[Stored data entries]
┏━━

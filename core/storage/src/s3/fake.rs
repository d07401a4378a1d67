//! In-process S3 endpoint for tests.
//!
//! Serves a single bucket at [`FakeS3::BUCKET_URL`] from a sorted map and
//! records every request it sees. Knobs inject the failure modes real
//! endpoints exhibit.

use async_trait::async_trait;
use base64::engine::general_purpose::STANDARD;
use base64::Engine;
use md5::{Digest, Md5};
use percent_encoding::percent_decode_str;
use quick_xml::escape::escape;
use reqwest::{Request, Response};
use serde::Deserialize;
use std::collections::{BTreeMap, BTreeSet, HashMap};
use std::sync::Mutex;

use objstore_common::{Metadata, Result};

use super::client::META_PREFIX;
use super::transport::HttpTransport;
use crate::provider::{place_key, Placement};

const BUCKET_PATH: &str = "/bucket/";

#[derive(Debug, Clone)]
pub(crate) struct FakeObject {
    pub body: Vec<u8>,
    pub metadata: Metadata,
    pub content_md5: String,
}

#[derive(Default)]
struct FakeState {
    objects: BTreeMap<String, FakeObject>,
    requests: Vec<String>,
    /// (requests until failure, status, body)
    failure: Option<(usize, u16, String)>,
    delete_errors: HashMap<String, String>,
    batch_error: Option<String>,
    send_checksums: bool,
    reverse_pages: bool,
    not_found_on_delete: bool,
    hang: bool,
}

#[derive(Deserialize)]
struct DeleteBody {
    #[serde(rename = "Quiet", default)]
    quiet: bool,
    #[serde(rename = "Object", default)]
    objects: Vec<DeleteBodyObject>,
}

#[derive(Deserialize)]
struct DeleteBodyObject {
    #[serde(rename = "Key")]
    key: String,
}

/// One listed entry, in key order.
enum Entry {
    Object(String, u64),
    Prefix(String),
}

pub(crate) struct FakeS3 {
    state: Mutex<FakeState>,
}

impl FakeS3 {
    pub const BUCKET_URL: &'static str = "http://fake.local/bucket/";

    pub fn new() -> Self {
        Self {
            state: Mutex::new(FakeState::default()),
        }
    }

    /// Requests seen so far, as `METHOD /path[?query]`.
    pub fn requests(&self) -> Vec<String> {
        self.state.lock().unwrap().requests.clone()
    }

    pub fn clear_requests(&self) {
        self.state.lock().unwrap().requests.clear();
    }

    pub fn object(&self, key: &str) -> Option<FakeObject> {
        self.state.lock().unwrap().objects.get(key).cloned()
    }

    /// Flip the first byte of a stored body without touching its checksum.
    pub fn corrupt_object(&self, key: &str) {
        let mut state = self.state.lock().unwrap();
        if let Some(object) = state.objects.get_mut(key) {
            match object.body.first_mut() {
                Some(byte) => *byte ^= 0xff,
                None => object.body.push(0),
            }
        }
    }

    /// Answer the `nth` request from now (1-based) with `status` and `body`.
    pub fn fail_request(&self, nth: usize, status: u16, body: &str) {
        self.state.lock().unwrap().failure = Some((nth, status, body.to_string()));
    }

    /// Report `code` for `key` in batch deletes and leave it in place.
    pub fn deny_delete(&self, key: &str, code: &str) {
        self.state
            .lock()
            .unwrap()
            .delete_errors
            .insert(key.to_string(), code.to_string());
    }

    /// Answer batch deletes with a top-level `<Error>` document.
    pub fn set_batch_error(&self, code: &str) {
        self.state.lock().unwrap().batch_error = Some(code.to_string());
    }

    /// Include `Content-MD5` on GET responses.
    pub fn set_send_checksums(&self, enabled: bool) {
        self.state.lock().unwrap().send_checksums = enabled;
    }

    /// Emit each list page's entries in reverse order.
    pub fn set_reverse_pages(&self, enabled: bool) {
        self.state.lock().unwrap().reverse_pages = enabled;
    }

    /// Answer 404 to DELETE of an absent key, as GCS does.
    pub fn set_not_found_on_delete(&self, enabled: bool) {
        self.state.lock().unwrap().not_found_on_delete = enabled;
    }

    /// Never answer.
    pub fn set_hang(&self, enabled: bool) {
        self.state.lock().unwrap().hang = enabled;
    }

    fn handle(&self, request: &Request) -> Response {
        let mut state = self.state.lock().unwrap();

        let url = request.url();
        let line = match url.query() {
            Some(query) => format!("{} {}?{}", request.method(), url.path(), query),
            None => format!("{} {}", request.method(), url.path()),
        };
        state.requests.push(line);

        if let Some((remaining, status, body)) = state.failure.take() {
            if remaining <= 1 {
                return respond(status, &[], body.into_bytes());
            }
            state.failure = Some((remaining - 1, status, body));
        }

        let Some(raw_key) = url.path().strip_prefix(BUCKET_PATH) else {
            return error(404, "NoSuchBucket");
        };
        let key = match percent_decode_str(raw_key).decode_utf8() {
            Ok(key) => key.into_owned(),
            Err(_) => return error(400, "InvalidURI"),
        };
        let body = request.body().and_then(|b| b.as_bytes()).unwrap_or_default();
        let query: HashMap<String, String> = url.query_pairs().into_owned().collect();

        match (request.method().as_str(), key.is_empty()) {
            ("GET", true) if query.get("list-type").map(String::as_str) == Some("2") => {
                list(&state, &query)
            }
            ("POST", true) if query.contains_key("delete") => {
                if header(request, "content-md5") != Some(md5_base64(body)) {
                    return error(400, "BadDigest");
                }
                batch_delete(&mut state, body)
            }
            ("GET", false) => match state.objects.get(&key) {
                Some(object) => {
                    let mut headers = object_headers(object);
                    if state.send_checksums {
                        headers.push(("content-md5".to_string(), object.content_md5.clone()));
                    }
                    respond(200, &headers, object.body.clone())
                }
                None => error(404, "NoSuchKey"),
            },
            ("HEAD", false) => match state.objects.get(&key) {
                Some(object) => respond(200, &object_headers(object), Vec::new()),
                None => respond(404, &[], Vec::new()),
            },
            ("PUT", false) => {
                let content_md5 = md5_base64(body);
                if header(request, "content-md5") != Some(content_md5.clone()) {
                    return error(400, "BadDigest");
                }
                let metadata = request
                    .headers()
                    .iter()
                    .filter_map(|(name, value)| {
                        let name = name.as_str().strip_prefix(META_PREFIX)?;
                        Some((name.to_string(), value.to_str().ok()?.to_string()))
                    })
                    .collect();
                state.objects.insert(
                    key,
                    FakeObject {
                        body: body.to_vec(),
                        metadata,
                        content_md5,
                    },
                );
                respond(200, &[], Vec::new())
            }
            ("DELETE", false) => {
                let existed = state.objects.remove(&key).is_some();
                if !existed && state.not_found_on_delete {
                    error(404, "NoSuchKey")
                } else {
                    respond(204, &[], Vec::new())
                }
            }
            _ => error(405, "MethodNotAllowed"),
        }
    }
}

#[async_trait]
impl HttpTransport for FakeS3 {
    async fn send(&self, request: Request) -> Result<Response> {
        let response = self.handle(&request);
        let hang = self.state.lock().unwrap().hang;
        if hang {
            std::future::pending::<()>().await;
        }
        Ok(response)
    }
}

fn list(state: &FakeState, query: &HashMap<String, String>) -> Response {
    let prefix = query.get("prefix").map(String::as_str).unwrap_or("");
    let delimiter = query.get("delimiter").map(String::as_str).unwrap_or("");
    let max_keys: usize = query
        .get("max-keys")
        .and_then(|v| v.parse().ok())
        .unwrap_or(1000);
    let start: usize = match query.get("continuation-token") {
        Some(token) => match token.strip_prefix("page:").and_then(|n| n.parse().ok()) {
            Some(start) => start,
            None => return error(400, "InvalidArgument"),
        },
        None => 0,
    };

    let mut seen = BTreeSet::new();
    let mut entries = Vec::new();
    for (key, object) in &state.objects {
        match place_key(key, prefix, delimiter) {
            Placement::Excluded => {}
            Placement::Object => entries.push(Entry::Object(key.clone(), object.body.len() as u64)),
            Placement::CommonPrefix(p) => {
                if seen.insert(p.clone()) {
                    entries.push(Entry::Prefix(p));
                }
            }
        }
    }

    let end = (start + max_keys).min(entries.len());
    let mut page: Vec<&Entry> = entries[start.min(end)..end].iter().collect();
    if state.reverse_pages {
        page.reverse();
    }

    let mut xml = String::from(r#"<?xml version="1.0" encoding="UTF-8"?><ListBucketResult xmlns="http://s3.amazonaws.com/doc/2006-03-01/">"#);
    xml.push_str(&format!("<Name>bucket</Name><KeyCount>{}</KeyCount>", page.len()));
    xml.push_str(&format!("<IsTruncated>{}</IsTruncated>", end < entries.len()));
    for entry in page {
        match entry {
            Entry::Object(key, size) => xml.push_str(&format!(
                "<Contents><Key>{}</Key><Size>{}</Size><StorageClass>STANDARD</StorageClass></Contents>",
                escape(key),
                size
            )),
            Entry::Prefix(p) => xml.push_str(&format!(
                "<CommonPrefixes><Prefix>{}</Prefix></CommonPrefixes>",
                escape(p)
            )),
        }
    }
    if end < entries.len() {
        xml.push_str(&format!(
            "<NextContinuationToken>page:{}</NextContinuationToken>",
            end
        ));
    }
    xml.push_str("</ListBucketResult>");

    respond(200, &[], xml.into_bytes())
}

fn batch_delete(state: &mut FakeState, body: &[u8]) -> Response {
    if let Some(code) = &state.batch_error {
        let xml = format!(
            "<Error><Code>{}</Code><Message>We encountered an internal error.</Message><RequestId>FAKE0001</RequestId></Error>",
            code
        );
        return respond(200, &[], xml.into_bytes());
    }

    let Ok(request) = std::str::from_utf8(body)
        .map_err(|_| ())
        .and_then(|text| quick_xml::de::from_str::<DeleteBody>(text).map_err(|_| ()))
    else {
        return error(400, "MalformedXML");
    };
    if request.objects.is_empty() || request.objects.len() > 1000 {
        return error(400, "MalformedXML");
    }

    let mut xml = String::from(r#"<?xml version="1.0" encoding="UTF-8"?><DeleteResult xmlns="http://s3.amazonaws.com/doc/2006-03-01/">"#);
    for object in request.objects {
        if let Some(code) = state.delete_errors.get(&object.key) {
            let message = if code == "AccessDenied" {
                "Access Denied"
            } else {
                "Delete failed"
            };
            xml.push_str(&format!(
                "<Error><Key>{}</Key><Code>{}</Code><Message>{}</Message></Error>",
                escape(&object.key),
                code,
                message
            ));
            continue;
        }
        state.objects.remove(&object.key);
        if !request.quiet {
            xml.push_str(&format!("<Deleted><Key>{}</Key></Deleted>", escape(&object.key)));
        }
    }
    xml.push_str("</DeleteResult>");

    respond(200, &[], xml.into_bytes())
}

fn object_headers(object: &FakeObject) -> Vec<(String, String)> {
    let mut headers = vec![("content-length".to_string(), object.body.len().to_string())];
    for (name, value) in &object.metadata {
        headers.push((format!("{}{}", META_PREFIX, name), value.clone()));
    }
    headers
}

fn header(request: &Request, name: &str) -> Option<String> {
    request
        .headers()
        .get(name)
        .and_then(|v| v.to_str().ok())
        .map(str::to_string)
}

fn md5_base64(body: &[u8]) -> String {
    STANDARD.encode(Md5::digest(body))
}

fn error(status: u16, code: &str) -> Response {
    let xml = format!(
        "<Error><Code>{}</Code><Message>{}</Message><RequestId>FAKE0000</RequestId></Error>",
        code, code
    );
    respond(status, &[], xml.into_bytes())
}

fn respond(status: u16, headers: &[(String, String)], body: Vec<u8>) -> Response {
    let mut builder = http::Response::builder().status(status);
    for (name, value) in headers {
        builder = builder.header(name.as_str(), value.as_str());
    }
    Response::from(builder.body(body).unwrap())
}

┗━━

Using the entries shown above, reproduce verbatim the lines from the line bearing "self.state.lock().unwrap().hang = enabled;" to the line bearing "state.requests.push(line);", inclusive.

        self.state.lock().unwrap().hang = enabled;
    }

    fn handle(&self, request: &Request) -> Response {
        let mut state = self.state.lock().unwrap();

        let url = request.url();
        let line = match url.query() {
            Some(query) => format!("{} {}?{}", request.method(), url.path(), query),
            None => format!("{} {}", request.method(), url.path()),
        };
        state.requests.push(line);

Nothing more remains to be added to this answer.